Stored data
= Beginning of Section =

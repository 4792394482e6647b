//! Error types for the rebalancer.

use std::path::PathBuf;

/// All errors that can occur during a rebalance cycle.
#[derive(Debug, thiserror::Error)]
pub enum Error {
    #[error("config error: {0}")]
    Config(String),

    #[error("failed to read config file {path}: {source}")]
    ConfigRead {
        path: PathBuf,
        source: std::io::Error,
    },

    #[error("failed to parse config: {0}")]
    ConfigParse(#[from] toml::de::Error),

    #[error("portfolio error: {0}")]
    Portfolio(String),

    #[error("failed to read portfolio file {path}: {source}")]
    PortfolioRead {
        path: PathBuf,
        source: std::io::Error,
    },

    #[error("failed to parse portfolio JSON: {0}")]
    PortfolioParse(#[from] serde_json::Error),

    #[error("valuation error: {0}")]
    Valuation(String),

    #[error("risk limit exceeded: {0}")]
    RiskLimit(String),

    #[error("venue error: {0}")]
    Venue(String),

    #[error("order error: {0}")]
    Order(String),

    #[error("transfer error: {0}")]
    Transfer(String),

    #[error("execution aborted: {0}")]
    Aborted(String),

    #[error("event store error: {0}")]
    Store(#[from] std::io::Error),
}

pub type Result<T> = std::result::Result<T, Error>;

= End of Section =

If the string "path" is in a line of the entries, pick that line out.

■ **RESPONSE BELOW**:
use std::path::PathBuf;
    #[error("failed to read config file {path}: {source}")]
        path: PathBuf,
    #[error("failed to read portfolio file {path}: {source}")]
        path: PathBuf,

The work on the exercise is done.